- Starting in 2022, employer-sponsored health plans, health insurance issuers (carriers) and pharmacy benefit managers (PBMs) will be required to submit certain information about prescription drug and healthcare spending to the Departments annually, following the requirements in the Consolidated Appropriations Act (CAA).
- Reports will include a variety of plan-related information that will be aggregated at the state or market level.
- The first report is due by December 27, 2022.
The Department of Health and Human Services (HHS), Department of Labor (DOL) and the Department of the Treasury (collectively “the Departments”) have released an interim final rule (IFR) addressing drug cost reporting requirements contained in the CAA. Employer-sponsored health plans, carriers and PBMs will be required to submit certain information about prescription drug and healthcare spending to the Departments annually. The Departments plan to use this information to issue public reports on prescription drug pricing costs and trends beginning in 2023.

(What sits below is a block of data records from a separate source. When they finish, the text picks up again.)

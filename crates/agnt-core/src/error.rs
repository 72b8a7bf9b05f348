/// Errors raised by the history store, approval gate, and orchestrator.
///
/// Tool-level errors stay as `agnt_llm::Error` (see `tool.rs`) since tools
/// are defined against that crate's error type; this enum covers the parts
/// of `agnt-core` that don't go through a tool call.
#[derive(Debug, thiserror::Error)]
pub enum Error {
    #[error("io error: {0}")]
    Io(#[from] std::io::Error),

    #[error("json error: {0}")]
    Json(#[from] serde_json::Error),

    #[error("model error: {0}")]
    Model(#[from] agnt_llm::Error),

    #[error("turn cancelled")]
    Cancelled,

    #[error("turn exceeded its time budget")]
    TurnTimeout,

    #[error("{0}")]
    Other(String),
}
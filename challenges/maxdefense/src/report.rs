use std::sync::Arc;

use crate::armor::{aggregate, ArmorItem};
use crate::dynamic::DefenseTable;
use crate::Writer;

// Tables beyond this many rows or columns are not worth reading on a terminal.
const MAX_PRINTED_TABLE: usize = 250;

/// Print each armor item followed by the grand totals.
pub fn print_armor_vector(armors: &[Arc<ArmorItem>], out: &mut Writer) {
    out.println("*** Armor Vector ***");

    if armors.is_empty() {
        out.println("[empty armor list]");
        return;
    }

    for armor in armors {
        out.println(format!(
            "Ye olde {} ==> Cost of {} gold; Defense points = {}",
            armor.description(),
            armor.cost(),
            armor.defense()
        ));
    }

    let (total_cost, total_defense) = aggregate(armors);
    out.println(format!("> Grand total cost: {} gold", total_cost));
    out.println(format!("> Grand total defense: {}", total_defense));
}

/// Print the dynamic programming table, one row per line.
pub fn print_2d_cache(table: &DefenseTable, out: &mut Writer) {
    out.println("*** 2D Cache ***");

    if table.rows() > MAX_PRINTED_TABLE || table.columns() > MAX_PRINTED_TABLE {
        out.println("[too large]");
        return;
    }

    for i in 0..table.rows() {
        for value in table.row(i) {
            out.print(format!("{:>5}", value));
        }
        out.println("");
    }
}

The IFR requires employer-sponsored health plans and carriers to annually submit certain information on prescription drug and other healthcare spending to the Departments, including:
- General information regarding the plan or coverage;
- Enrollment and premium information, including average monthly premiums paid by employees versus employers;
- Total healthcare spending, broken down by type of cost (hospital care; primary care; specialty care; prescription drugs; and other medical costs, including wellness services), including prescription drug spending by enrollees versus employers and issuers;
- The 50 most frequently dispensed brand prescription drugs;
- The 50 costliest prescription drugs by total annual spending;
- The 50 prescription drugs with the greatest increase in plan or coverage expenditures from the previous year;
- Prescription drug rebates, fees, and other remuneration paid by drug manufacturers to the plan or issuer in each therapeutic class of drugs, as well as for each of the 25 drugs that yielded the highest amount of rebates; and
- The impact of prescription drug rebates, fees, and other remuneration on premiums and out-of-pocket costs.

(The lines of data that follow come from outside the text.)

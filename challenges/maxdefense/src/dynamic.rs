use std::sync::Arc;

use log::debug;

use crate::armor::{ArmorItem, ArmorVector, Solution};

/// Best achievable defense for every prefix of the catalog and every budget up to the total.
///
/// Row `i` covers the first `i` armor items, column `c` a budget of `c` gold, so the table is
/// `(N + 1) x (budget + 1)` and row 0 / column 0 are all zero.
#[derive(Debug, Clone)]
pub struct DefenseTable {
    cells: Vec<Vec<f64>>,
}

impl DefenseTable {
    pub fn build(armors: &[Arc<ArmorItem>], budget: usize) -> Self {
        debug!(
            "building {} x {} defense table",
            armors.len() + 1,
            budget + 1
        );

        let mut cells = Vec::with_capacity(armors.len() + 1);
        cells.push(vec![0.0; budget + 1]);

        for (i, armor) in armors.iter().enumerate() {
            let previous = &cells[i];
            let row: Vec<f64> = (0..=budget)
                .map(|c| {
                    let exclude = previous[c];
                    // an empty budget or an unaffordable item carries the previous row forward.
                    if c == 0 || armor.cost() > c {
                        return exclude;
                    }
                    // the recurrence builds on the best defense known for the remaining budget
                    // without this item, so each item is counted at most once.
                    let include = armor.defense() + previous[c - armor.cost()];
                    // ties keep the item out, which is what reconstruction relies on.
                    if include > exclude { include } else { exclude }
                })
                .collect();
            cells.push(row);
        }

        Self { cells }
    }

    /// Number of rows, one more than the number of armor items.
    pub fn rows(&self) -> usize {
        self.cells.len()
    }

    /// Number of columns, one more than the budget.
    pub fn columns(&self) -> usize {
        self.cells[0].len()
    }

    pub fn row(&self, i: usize) -> &[f64] {
        &self.cells[i]
    }

    pub fn budget(&self) -> usize {
        self.columns() - 1
    }

    /// Best defense using every item within the full budget.
    pub fn optimum(&self) -> f64 {
        self.cells[self.rows() - 1][self.budget()]
    }

    /// Walk back from the last row, collecting each item whose row differs from the one above.
    ///
    /// The walk ends when the prefix is exhausted rather than when the remaining defense reaches
    /// zero, so floating point drift in the defense values cannot stop it early. Items come out
    /// in discovery order, which is the reverse of catalog order.
    pub fn reconstruct(&self, armors: &[Arc<ArmorItem>]) -> ArmorVector {
        assert_eq!(
            armors.len() + 1,
            self.rows(),
            "table was built for a different catalog"
        );

        let mut result = Vec::new();
        let mut c = self.budget();
        for i in (1..self.rows()).rev() {
            if self.cells[i][c] != self.cells[i - 1][c] {
                let armor = &armors[i - 1];
                result.push(armor.clone());
                c -= armor.cost();
            }
        }
        result
    }
}

/// Compute the optimal set of armor items within a `budget` of gold with dynamic programming.
///
/// Runs in O(N x budget) time and space.
pub fn dynamic_max_defense(armors: &[Arc<ArmorItem>], budget: usize) -> Solution {
    let table = DefenseTable::build(armors, budget);
    Solution::new(table.reconstruct(armors))
}
use std::sync::Arc;

/// One armor item available for purchase.
#[derive(Debug, Clone, PartialEq)]
pub struct ArmorItem {
    // Human-readable description, e.g. "new enchanted helmet". Never empty.
    description: String,
    // Units of gold, always positive.
    cost: usize,
    // Expected to be non-negative; the solvers tolerate zero and negative values.
    defense: f64,
}

impl ArmorItem {
    pub fn new(description: impl Into<String>, cost: usize, defense: f64) -> Self {
        let description = description.into();
        assert!(!description.is_empty(), "armor description must not be empty");
        assert!(cost > 0, "armor cost must be positive");
        Self {
            description,
            cost,
            defense,
        }
    }

    pub fn description(&self) -> &str {
        &self.description
    }

    pub fn cost(&self) -> usize {
        self.cost
    }

    pub fn defense(&self) -> f64 {
        self.defense
    }
}

/// Armor items shared between a catalog and the solutions selected from it.
pub type ArmorVector = Vec<Arc<ArmorItem>>;

/// Total gold cost and total defense of a selection of armor items.
pub fn aggregate(armors: &[Arc<ArmorItem>]) -> (usize, f64) {
    armors.iter().fold((0, 0.0), |(cost, defense), armor| {
        (cost + armor.cost(), defense + armor.defense())
    })
}

/// A selection of armor items together with its aggregate cost and defense.
#[derive(Debug, Clone, Default)]
pub struct Solution {
    items: ArmorVector,
    total_cost: usize,
    total_defense: f64,
}

impl Solution {
    pub fn new(items: ArmorVector) -> Self {
        let (total_cost, total_defense) = aggregate(&items);
        Self {
            items,
            total_cost,
            total_defense,
        }
    }

    pub fn empty() -> Self {
        Self::default()
    }

    pub fn items(&self) -> &[Arc<ArmorItem>] {
        &self.items
    }

    pub fn into_items(self) -> ArmorVector {
        self.items
    }

    pub fn total_cost(&self) -> usize {
        self.total_cost
    }

    pub fn total_defense(&self) -> f64 {
        self.total_defense
    }

    pub fn len(&self) -> usize {
        self.items.len()
    }

    pub fn is_empty(&self) -> bool {
        self.items.is_empty()
    }
}

#[cfg(test)]
mod tests {
    use super::*;

    fn armors(entries: &[(&str, usize, f64)]) -> ArmorVector {
        entries
            .iter()
            .map(|&(d, c, v)| Arc::new(ArmorItem::new(d, c, v)))
            .collect()
    }

    #[test]
    fn test_aggregate() {
        assert_eq!(aggregate(&[]), (0, 0.0));

        let items = armors(&[("helmet", 2, 3.5), ("boots", 3, 4.0), ("gloves", 4, 0.0)]);
        assert_eq!(aggregate(&items), (9, 7.5));
    }

    #[test]
    fn test_solution_shares_items() {
        let catalog = armors(&[("helmet", 2, 3.0), ("boots", 3, 4.0)]);
        let solution = Solution::new(vec![catalog[1].clone()]);

        assert_eq!(solution.len(), 1);
        assert_eq!(solution.total_cost(), 3);
        assert_eq!(solution.total_defense(), 4.0);
        // the solution points at the catalog's record, it does not own a copy
        assert!(Arc::ptr_eq(&solution.items()[0], &catalog[1]));
    }

    #[test]
    fn test_empty_solution() {
        let solution = Solution::empty();
        assert!(solution.is_empty());
        assert_eq!(solution.total_cost(), 0);
        assert_eq!(solution.total_defense(), 0.0);
    }

    #[test]
    #[should_panic(expected = "armor cost must be positive")]
    fn test_zero_cost_rejected() {
        ArmorItem::new("cursed ring", 0, 1.0);
    }

    #[test]
    #[should_panic(expected = "armor description must not be empty")]
    fn test_empty_description_rejected() {
        ArmorItem::new("", 1, 1.0);
    }
}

Importantly, the IFR provides that this information is to be aggregated at the state or market level, rather than separately for each plan. This means that the primary responsibility for the reporting will rest with the health insurance carrier, third-party administrator (TPA), or PBM, rather than the individual employer. However, the IFR recognizes that it is possible that no single entity will have all of the information necessary, so some coordination will need to occur between stakeholders such as the employer sponsor of a plan and their carrier or administrator.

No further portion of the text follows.